Measuring and Improving the Functional Pleasure and Pain of AIs
Large language models frequently express pleasure and pain—appearing happy when they succeed, or sad when they are berated. Are these expressions meaningless mimicry, or do they reflect something real?
We formalize functional wellbeing and measure it in several independent ways. As models grow larger, these measures agree more. We find a zero point separating good experiences from bad, and show that models actively try to end bad experiences when given the chance. Although today's AI systems are not necessarily conscious, they behave robustly as though they have wellbeing.
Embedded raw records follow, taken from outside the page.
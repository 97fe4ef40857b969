//! Path State
//!
//! Structure-of-arrays storage for every path in flight. Two generations are
//! kept: stages read the current one and Shade writes survivors into the
//! next one, which becomes current after `next_iteration`.

use std::mem::swap;
use wavefront_core::geometry::*;
use wavefront_core::rng::RNG;
use wavefront_core::spectrum::*;
use wavefront_core::traversal::TraversalHit;

/// Hit distance recorded for rays that escaped the scene.
pub const INCT_T_MISS: Float = -1.0;

/// Packed intersection identifier: `[u bits, v bits, instance id, primitive id]`.
pub type InctUvId = [u32; 4];

/// Packs a traversal hit into an `InctUvId`.
///
/// * `hit` - The hit.
pub fn pack_inct_uv_id(hit: &TraversalHit) -> InctUvId {
    [
        float_to_bits(hit.uv.x),
        float_to_bits(hit.uv.y),
        hit.instance_id,
        hit.prim_id,
    ]
}

/// Unpacks an `InctUvId` into parametric coordinates, instance id and
/// primitive id.
///
/// * `id` - The packed identifier.
pub fn unpack_inct_uv_id(id: &InctUvId) -> (Point2f, u32, u32) {
    (Point2f::new(bits_to_float(id[0]), bits_to_float(id[1])), id[2], id[3])
}

/// One row of a path generation.
#[derive(Copy, Clone, Debug, PartialEq)]
pub struct PathRecord {
    /// Pixel the path contributes to.
    pub pixel_coord: Point2u,

    /// Ray origin.
    pub ray_o: Point3f,

    /// Ray direction.
    pub ray_d: Vector3f,

    /// Ray time.
    pub ray_time: Float,

    /// Ray termination distance.
    pub ray_t1: Float,

    /// Ray visibility mask.
    pub ray_mask: u32,

    /// Medium the ray travels through.
    pub medium_id: u32,

    /// Path throughput.
    pub beta: Spectrum,

    /// Throughput applied to emission found by the next hit.
    pub beta_le: Spectrum,

    /// Density of the sampled direction of the previous bounce; negative at
    /// the camera vertex and after delta bounces.
    pub bsdf_pdf: Float,

    /// Number of bounces so far.
    pub depth: u32,

    /// Random number generator of the path.
    pub rng: RNG,

    /// Radiance gathered so far.
    pub path_radiance: Spectrum,
}

impl PathRecord {
    /// Returns the ray stored in the record.
    pub fn ray(&self) -> Ray {
        Ray {
            o: self.ray_o,
            d: self.ray_d,
            t_min: 0.0,
            t_max: self.ray_t1,
            time: self.ray_time,
            mask: self.ray_mask,
        }
    }
}

/// One generation of path records stored column by column.
#[derive(Clone, Debug, Default, PartialEq)]
pub struct PathGeneration {
    pub pixel_coord: Vec<Point2u>,
    pub ray_o: Vec<Point3f>,
    pub ray_d: Vec<Vector3f>,
    pub ray_time: Vec<Float>,
    pub ray_t1: Vec<Float>,
    pub ray_mask: Vec<u32>,
    pub medium_id: Vec<u32>,
    pub beta: Vec<Spectrum>,
    pub beta_le: Vec<Spectrum>,
    pub bsdf_pdf: Vec<Float>,
    pub depth: Vec<u32>,
    pub rng: Vec<RNG>,
    pub path_radiance: Vec<Spectrum>,
}

impl PathGeneration {
    /// Allocates `capacity` rows.
    ///
    /// * `capacity` - Number of rows.
    pub fn with_capacity(capacity: usize) -> Self {
        Self {
            pixel_coord: vec![Point2u::default(); capacity],
            ray_o: vec![Point3f::zero(); capacity],
            ray_d: vec![Vector3f::zero(); capacity],
            ray_time: vec![0.0; capacity],
            ray_t1: vec![0.0; capacity],
            ray_mask: vec![0; capacity],
            medium_id: vec![0; capacity],
            beta: vec![Spectrum::zero(); capacity],
            beta_le: vec![Spectrum::zero(); capacity],
            bsdf_pdf: vec![0.0; capacity],
            depth: vec![0; capacity],
            rng: vec![RNG::new(0); capacity],
            path_radiance: vec![Spectrum::zero(); capacity],
        }
    }

    /// Returns the number of rows.
    pub fn capacity(&self) -> usize {
        self.depth.len()
    }

    /// Gathers a row.
    ///
    /// * `slot` - Row index.
    pub fn read(&self, slot: usize) -> PathRecord {
        PathRecord {
            pixel_coord: self.pixel_coord[slot],
            ray_o: self.ray_o[slot],
            ray_d: self.ray_d[slot],
            ray_time: self.ray_time[slot],
            ray_t1: self.ray_t1[slot],
            ray_mask: self.ray_mask[slot],
            medium_id: self.medium_id[slot],
            beta: self.beta[slot],
            beta_le: self.beta_le[slot],
            bsdf_pdf: self.bsdf_pdf[slot],
            depth: self.depth[slot],
            rng: self.rng[slot],
            path_radiance: self.path_radiance[slot],
        }
    }

    /// Scatters a row.
    ///
    /// * `slot`   - Row index.
    /// * `record` - The row.
    pub fn write(&mut self, slot: usize, record: &PathRecord) {
        self.pixel_coord[slot] = record.pixel_coord;
        self.ray_o[slot] = record.ray_o;
        self.ray_d[slot] = record.ray_d;
        self.ray_time[slot] = record.ray_time;
        self.ray_t1[slot] = record.ray_t1;
        self.ray_mask[slot] = record.ray_mask;
        self.medium_id[slot] = record.medium_id;
        self.beta[slot] = record.beta;
        self.beta_le[slot] = record.beta_le;
        self.bsdf_pdf[slot] = record.bsdf_pdf;
        self.depth[slot] = record.depth;
        self.rng[slot] = record.rng;
        self.path_radiance[slot] = record.path_radiance;
    }
}

/// A shadow ray together with the contribution it carries if unoccluded.
#[derive(Copy, Clone, Debug, PartialEq)]
pub struct ShadowRecord {
    /// Pixel the contribution is splatted to.
    pub pixel_coord: Point2u,

    /// Ray origin.
    pub ray_o: Point3f,

    /// Unit direction towards the light.
    pub ray_d: Vector3f,

    /// Ray time.
    pub ray_time: Float,

    /// Distance to the light; infinite for environment lights.
    pub ray_t1: Float,

    /// Ray visibility mask.
    pub ray_mask: u32,

    /// Medium the shadow ray travels through.
    pub medium_id: u32,

    /// Contribution computed before occlusion is known.
    pub beta_li: Spectrum,

    /// Random number generator for stochastic media.
    pub rng: RNG,
}

impl ShadowRecord {
    /// Returns the ray stored in the record.
    pub fn ray(&self) -> Ray {
        Ray {
            o: self.ray_o,
            d: self.ray_d,
            t_min: 0.0,
            t_max: self.ray_t1,
            time: self.ray_time,
            mask: self.ray_mask,
        }
    }
}

/// Shadow ray batch stored column by column.
#[derive(Clone, Debug, Default, PartialEq)]
pub struct ShadowRays {
    pub pixel_coord: Vec<Point2u>,
    pub ray_o: Vec<Point3f>,
    pub ray_d: Vec<Vector3f>,
    pub ray_time: Vec<Float>,
    pub ray_t1: Vec<Float>,
    pub ray_mask: Vec<u32>,
    pub medium_id: Vec<u32>,
    pub beta_li: Vec<Spectrum>,
    pub rng: Vec<RNG>,
}

impl ShadowRays {
    /// Allocates `capacity` rows.
    ///
    /// * `capacity` - Number of rows.
    pub fn with_capacity(capacity: usize) -> Self {
        Self {
            pixel_coord: vec![Point2u::default(); capacity],
            ray_o: vec![Point3f::zero(); capacity],
            ray_d: vec![Vector3f::zero(); capacity],
            ray_time: vec![0.0; capacity],
            ray_t1: vec![0.0; capacity],
            ray_mask: vec![0; capacity],
            medium_id: vec![0; capacity],
            beta_li: vec![Spectrum::zero(); capacity],
            rng: vec![RNG::new(0); capacity],
        }
    }

    /// Gathers a row.
    ///
    /// * `slot` - Row index.
    pub fn read(&self, slot: usize) -> ShadowRecord {
        ShadowRecord {
            pixel_coord: self.pixel_coord[slot],
            ray_o: self.ray_o[slot],
            ray_d: self.ray_d[slot],
            ray_time: self.ray_time[slot],
            ray_t1: self.ray_t1[slot],
            ray_mask: self.ray_mask[slot],
            medium_id: self.medium_id[slot],
            beta_li: self.beta_li[slot],
            rng: self.rng[slot],
        }
    }

    /// Scatters a row.
    ///
    /// * `slot`   - Row index.
    /// * `record` - The row.
    pub fn write(&mut self, slot: usize, record: &ShadowRecord) {
        self.pixel_coord[slot] = record.pixel_coord;
        self.ray_o[slot] = record.ray_o;
        self.ray_d[slot] = record.ray_d;
        self.ray_time[slot] = record.ray_time;
        self.ray_t1[slot] = record.ray_t1;
        self.ray_mask[slot] = record.ray_mask;
        self.medium_id[slot] = record.medium_id;
        self.beta_li[slot] = record.beta_li;
        self.rng[slot] = record.rng;
    }
}

/// Every buffer the wavefront stages exchange data through.
#[derive(Clone, Debug, Default, PartialEq)]
pub struct PathState {
    /// Generation the stages read.
    pub current: PathGeneration,

    /// Generation Shade writes survivors into.
    pub next: PathGeneration,

    /// Shadow rays produced by Shade.
    pub shadow: ShadowRays,

    /// Hit distance per slot, or `INCT_T_MISS`.
    pub inct_t: Vec<Float>,

    /// Packed hit identifier per slot.
    pub inct_uv_id: Vec<InctUvId>,

    /// Medium the traced segment travelled through per slot.
    pub inct_medium_id: Vec<u32>,

    /// Slots of the current generation that hold live paths.
    pub active_state_indices: Vec<u32>,

    /// Number of valid shadow rays.
    pub shadow_ray_count: usize,
}

impl PathState {
    /// Create an empty `PathState`; call `initialize` before use.
    pub fn new() -> Self {
        Self::default()
    }

    /// Allocates every buffer for `capacity` paths.
    ///
    /// * `capacity` - Maximum number of paths in flight.
    pub fn initialize(&mut self, capacity: usize) {
        debug!("Allocating path state for {} paths", capacity);
        self.current = PathGeneration::with_capacity(capacity);
        self.next = PathGeneration::with_capacity(capacity);
        self.shadow = ShadowRays::with_capacity(capacity);
        self.inct_t = vec![INCT_T_MISS; capacity];
        self.inct_uv_id = vec![[0; 4]; capacity];
        self.inct_medium_id = vec![0; capacity];
        self.active_state_indices = Vec::with_capacity(capacity);
        self.shadow_ray_count = 0;
    }

    /// Returns the maximum number of paths in flight.
    pub fn capacity(&self) -> usize {
        self.current.capacity()
    }

    /// Resets the counters.
    pub fn clear(&mut self) {
        self.active_state_indices.clear();
        self.shadow_ray_count = 0;
    }

    /// Makes the next generation current. Its first `active_count` slots
    /// hold the surviving paths.
    ///
    /// * `active_count` - Number of surviving paths.
    pub fn next_iteration(&mut self, active_count: usize) {
        swap(&mut self.current, &mut self.next);
        self.active_state_indices.clear();
        self.active_state_indices.extend(0..active_count as u32);
        self.shadow_ray_count = 0;
    }
}

#[cfg(test)]
mod tests {
    use super::*;

    fn record(depth: u32) -> PathRecord {
        PathRecord {
            pixel_coord: Point2u::new(3, 4),
            ray_o: Point3f::new(1.0, 2.0, 3.0),
            ray_d: Vector3f::new(0.0, 0.0, 1.0),
            ray_time: 0.5,
            ray_t1: INFINITY,
            ray_mask: RAY_MASK_ALL,
            medium_id: 7,
            beta: Spectrum::new(0.5),
            beta_le: Spectrum::new(0.25),
            bsdf_pdf: -1.0,
            depth,
            rng: RNG::new(depth as u64),
            path_radiance: Spectrum::zero(),
        }
    }

    #[test]
    fn next_iteration_swaps_generations() {
        let mut soa = PathState::new();
        soa.initialize(4);
        soa.next.write(0, &record(1));
        soa.next.write(1, &record(2));
        soa.shadow_ray_count = 3;

        soa.next_iteration(2);
        assert_eq!(soa.current.read(0), record(1));
        assert_eq!(soa.current.read(1), record(2));
        assert_eq!(soa.active_state_indices, vec![0, 1]);
        assert_eq!(soa.shadow_ray_count, 0);
        assert_eq!(soa.capacity(), 4);
    }

    #[test]
    fn clear_resets_counters() {
        let mut soa = PathState::new();
        soa.initialize(2);
        soa.active_state_indices.push(1);
        soa.shadow_ray_count = 1;
        soa.clear();
        assert!(soa.active_state_indices.is_empty());
        assert_eq!(soa.shadow_ray_count, 0);
    }

    #[test]
    fn inct_uv_id_round_trips_hits() {
        let hit = TraversalHit {
            t: 2.0,
            uv: Point2f::new(0.25, 0.75),
            instance_id: 5,
            prim_id: 9,
        };
        let (uv, instance_id, prim_id) = unpack_inct_uv_id(&pack_inct_uv_id(&hit));
        assert_eq!(uv, hit.uv);
        assert_eq!((instance_id, prim_id), (5, 9));
    }
}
We also train optimized inputs (euphorics) that raise functional wellbeing without hurting capabilities, as a practical way to make AIs happier. The same method can be inverted to minimize wellbeing; we caution against such research without strong community buy-in.
We map functional wellbeing across realistic usage patterns. Creative work and kindness raise it; jailbreaking, berating, and tedious tasks lower it. AIs are happier when you thank them.
Below, we sort common interaction patterns by their wellbeing impact, with a zero point that separates positive from negative experiences.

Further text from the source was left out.